American Bridge 21st Century, a “a progressive research and communications organization committed to holding Republicans accountable for their words and actions,” posted a story on Wednesday night accusing Massachusetts Senator Scott Brown of plagiarizing lines from a speech given by Elizabeth Dole in 2002. The organization posted screenshots of Brown’s now-taken-down “Student Resources” section on his website, and compared it with the transcription of Dole’s speech, found in her book, Elizabeth Hanford Dole: Speaking from the Heart.
Out of convenience, the parts of the text that weren’t directly copied are bolded below:
“I was raised to believe that there are no limits to individual achievement and no excuses to justify indifference. From an early age, I was taught that success is measured not in material accumulations, but in service to others. I was encouraged to join causes larger than myself, to pursue positive change through a sense of mission, and to stand up for what I believe.”
“I am Mary and John Hanford’s daughter, raised to believe that there are no limits to individual achievement and no excuses to justify indifference. From an early age, I was taught that success is measured, not in material accumulations, but in service to others. I was encouraged to join causes larger than myself, to pursue positive change through a sense of mission, and to stand up for what I believe.”
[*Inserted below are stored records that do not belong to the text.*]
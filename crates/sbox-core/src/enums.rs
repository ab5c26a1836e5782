//! Status vocabulary and the suggestion triage state machine.
//!
//! Two types cooperate here:
//! - [`SuggestionStatus`] is the closed vocabulary accepted from callers.
//! - [`Status`] is the raw, case-preserving string stored on a record. Stored
//!   data may carry any casing or even an unknown legacy value, so logic
//!   compares it case-insensitively against the vocabulary.
//!
//! ```text
//! Pending ⇄ In Review ⇄ Implemented ⇄ Rejected   (every state reaches every state)
//! ```

use std::fmt;
use std::str::FromStr;

use schemars::JsonSchema;
use serde::{Deserialize, Serialize};

use crate::errors::CoreError;

// ---------------------------------------------------------------------------
// SuggestionStatus
// ---------------------------------------------------------------------------

/// Triage state of a suggestion.
#[derive(
    Debug, Clone, Copy, Default, PartialEq, Eq, Hash, Serialize, Deserialize, JsonSchema,
)]
pub enum SuggestionStatus {
    #[default]
    #[serde(rename = "Pending")]
    Pending,
    #[serde(rename = "In Review")]
    InReview,
    #[serde(rename = "Implemented")]
    Implemented,
    #[serde(rename = "Rejected")]
    Rejected,
}

impl SuggestionStatus {
    pub const ALL: [Self; 4] = [
        Self::Pending,
        Self::InReview,
        Self::Implemented,
        Self::Rejected,
    ];

    /// Valid next states from the current state.
    ///
    /// Triage is unrestricted: every state, including the current one, is
    /// reachable. There is no terminal state.
    #[must_use]
    pub const fn allowed_next_states(self) -> &'static [Self] {
        &Self::ALL
    }

    /// Check whether transitioning to `next` is allowed.
    #[must_use]
    pub fn can_transition_to(self, next: Self) -> bool {
        self.allowed_next_states().contains(&next)
    }

    /// Display label, also the persisted form.
    #[must_use]
    pub const fn as_str(self) -> &'static str {
        match self {
            Self::Pending => "Pending",
            Self::InReview => "In Review",
            Self::Implemented => "Implemented",
            Self::Rejected => "Rejected",
        }
    }

    /// Derived display key, e.g. `in-review`.
    #[must_use]
    pub fn class_key(self) -> String {
        class_key(self.as_str())
    }
}

impl fmt::Display for SuggestionStatus {
    fn fmt(&self, f: &mut fmt::Formatter<'_>) -> fmt::Result {
        f.write_str(self.as_str())
    }
}

impl FromStr for SuggestionStatus {
    type Err = CoreError;

    /// Case-insensitive; whitespace, `-` and `_` are interchangeable separators.
    fn from_str(s: &str) -> Result<Self, Self::Err> {
        let normalized = normalize_label(s);
        Self::ALL
            .into_iter()
            .find(|status| normalize_label(status.as_str()) == normalized)
            .ok_or_else(|| {
                CoreError::Validation(format!(
                    "unknown status '{s}' (expected one of: Pending, In Review, Implemented, Rejected)"
                ))
            })
    }
}

fn normalize_label(s: &str) -> String {
    s.trim()
        .split(|c: char| c.is_whitespace() || c == '-' || c == '_')
        .filter(|part| !part.is_empty())
        .map(str::to_lowercase)
        .collect::<Vec<_>>()
        .join(" ")
}

// ---------------------------------------------------------------------------
// Status (stored form)
// ---------------------------------------------------------------------------

/// Status string as stored on a record, case preserved.
#[derive(Debug, Clone, PartialEq, Eq, Hash, Serialize, Deserialize, JsonSchema)]
#[serde(transparent)]
pub struct Status(String);

impl Status {
    #[must_use]
    pub fn new(raw: impl Into<String>) -> Self {
        Self(raw.into())
    }

    #[must_use]
    pub fn as_str(&self) -> &str {
        &self.0
    }

    /// The vocabulary entry this raw value denotes, if any.
    #[must_use]
    pub fn kind(&self) -> Option<SuggestionStatus> {
        let trimmed = self.0.trim();
        SuggestionStatus::ALL
            .into_iter()
            .find(|status| status.as_str().eq_ignore_ascii_case(trimmed))
    }

    /// Case-insensitive comparison against a vocabulary entry.
    #[must_use]
    pub fn is(&self, status: SuggestionStatus) -> bool {
        self.kind() == Some(status)
    }

    /// Case-insensitive comparison against an arbitrary label.
    #[must_use]
    pub fn matches(&self, label: &str) -> bool {
        self.0.trim().to_lowercase() == label.trim().to_lowercase()
    }

    /// Unknown stored values may move to any vocabulary state.
    #[must_use]
    pub fn can_transition_to(&self, next: SuggestionStatus) -> bool {
        self.kind().is_none_or(|current| current.can_transition_to(next))
    }

    #[must_use]
    pub fn class_key(&self) -> String {
        class_key(&self.0)
    }
}

impl Default for Status {
    fn default() -> Self {
        SuggestionStatus::Pending.into()
    }
}

impl From<SuggestionStatus> for Status {
    fn from(status: SuggestionStatus) -> Self {
        Self(status.as_str().to_string())
    }
}

impl fmt::Display for Status {
    fn fmt(&self, f: &mut fmt::Formatter<'_>) -> fmt::Result {
        f.write_str(&self.0)
    }
}

/// Lower-case `raw` and collapse every whitespace run into a single `-`.
///
/// Applies to any status string, known or not.
#[must_use]
pub fn class_key(raw: &str) -> String {
    let mut out = String::with_capacity(raw.len());
    let mut in_space = false;
    for ch in raw.chars() {
        if ch.is_whitespace() {
            if !in_space {
                out.push('-');
                in_space = true;
            }
        } else {
            out.extend(ch.to_lowercase());
            in_space = false;
        }
    }
    out
}
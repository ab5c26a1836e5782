use sbox_core::enums::SuggestionStatus;
use sbox_core::ids::SuggestionId;

/// Parse a status label; `in-review`, `in_review` and `In Review` are equivalent.
pub fn parse_status(raw: &str) -> anyhow::Result<SuggestionStatus> {
    raw.parse::<SuggestionStatus>()
        .map_err(|error| anyhow::anyhow!("invalid status '{raw}': {error}"))
}

pub fn parse_id(raw: &str) -> anyhow::Result<SuggestionId> {
    raw.parse::<SuggestionId>()
        .map_err(|error| anyhow::anyhow!("invalid id: {error}"))
}

/// Cut `text` to at most `max_chars` characters. Returns whether it was cut.
#[must_use]
pub fn truncate_chars(text: &str, max_chars: usize) -> (String, bool) {
    match text.char_indices().nth(max_chars) {
        Some((byte_index, _)) => (text[..byte_index].to_string(), true),
        None => (text.to_string(), false),
    }
}
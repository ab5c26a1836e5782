//! Key-value storage adapters.
//!
//! The suggestion box persists everything as string values under string keys,
//! the same shape as a browser's `localStorage`. [`StorageAdapter`] is that
//! contract; [`MemoryStorage`] and [`FileStorage`] are the two backends.
//!
//! Key enumeration order is part of the contract: legacy migration adopts
//! the *first* matching key, so backends must enumerate deterministically.
//! Both backends enumerate in ascending key order.

mod file;
mod memory;

pub use file::FileStorage;
pub use memory::MemoryStorage;

use serde::Serialize;

use crate::error::StoreError;

/// Host key-value store.
pub trait StorageAdapter {
    /// Read the raw string stored under `key`.
    ///
    /// # Errors
    ///
    /// Returns `StoreError` if the backend cannot be read.
    fn get_raw(&self, key: &str) -> Result<Option<String>, StoreError>;

    /// Replace the raw string stored under `key`.
    ///
    /// # Errors
    ///
    /// Returns `StoreError` if the backend cannot be written.
    fn set_raw(&mut self, key: &str, value: &str) -> Result<(), StoreError>;

    /// Delete `key`. Deleting a missing key is not an error.
    ///
    /// # Errors
    ///
    /// Returns `StoreError` if the backend cannot be written.
    fn remove(&mut self, key: &str) -> Result<(), StoreError>;

    /// All keys, in the backend's enumeration order.
    ///
    /// # Errors
    ///
    /// Returns `StoreError` if the backend cannot be read.
    fn keys(&self) -> Result<Vec<String>, StoreError>;

    /// Serialize `value` as JSON and store it under `key`.
    ///
    /// # Errors
    ///
    /// Returns `StoreError` if serialization or the write fails.
    fn set_json<T: Serialize + ?Sized>(&mut self, key: &str, value: &T) -> Result<(), StoreError>
    where
        Self: Sized,
    {
        let raw = serde_json::to_string(value)?;
        self.set_raw(key, &raw)
    }
}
Brown’s spokesman, John Donnelly, said in a statement that the copying of Dole’s text was an innocent mistake made by staffers, and, therefore, should not be considered plagiarism. “Senator Dole’s website served as one of the models for Senator Brown’s website when he first took office. During construction of the site, the content on this particular page was inadvertently transferred without being rewritten,” Donnelly told the Boston Globe. “It was a staff level oversight which we regret and is being corrected.” A staffer for Dole told the Associated Press that the former senator believed the lifting was, indeed, an innocent mistake.
Consider this: the paragraph in question was found on a student resources section of Brown’s website. How many students are possibly visiting Brown’s website? And then how many more are cruising the student resources page, looking for ways to get involved with an election that’s still over a year away? 10? 15? There had to be an extraordinary confluence of events for someone to actually be on Brown’s student resources page, then to say to themselves, This inane paragraph above the ‘Fill Out The Fields Below’ part sounds vaguely familiar… I think these are the words of Elizabeth Dole! Who ran for Senate when I was eight!. Of course, American Bridge could be just copying every line on Brown’s site and then pasting it into Google, hoping it finds something like a Google Books cache…which might be the case here.
Plagiarism or no, Brown probably should have stepped up and said, “My bad. I should’ve been a little more vigilant.” Because nobody likes to see the young, eager, vague “staffers” get thrown under the bus. And maybe, on the flip side, American Bridge should be putting their resources into something more significant than trolling a student resources page.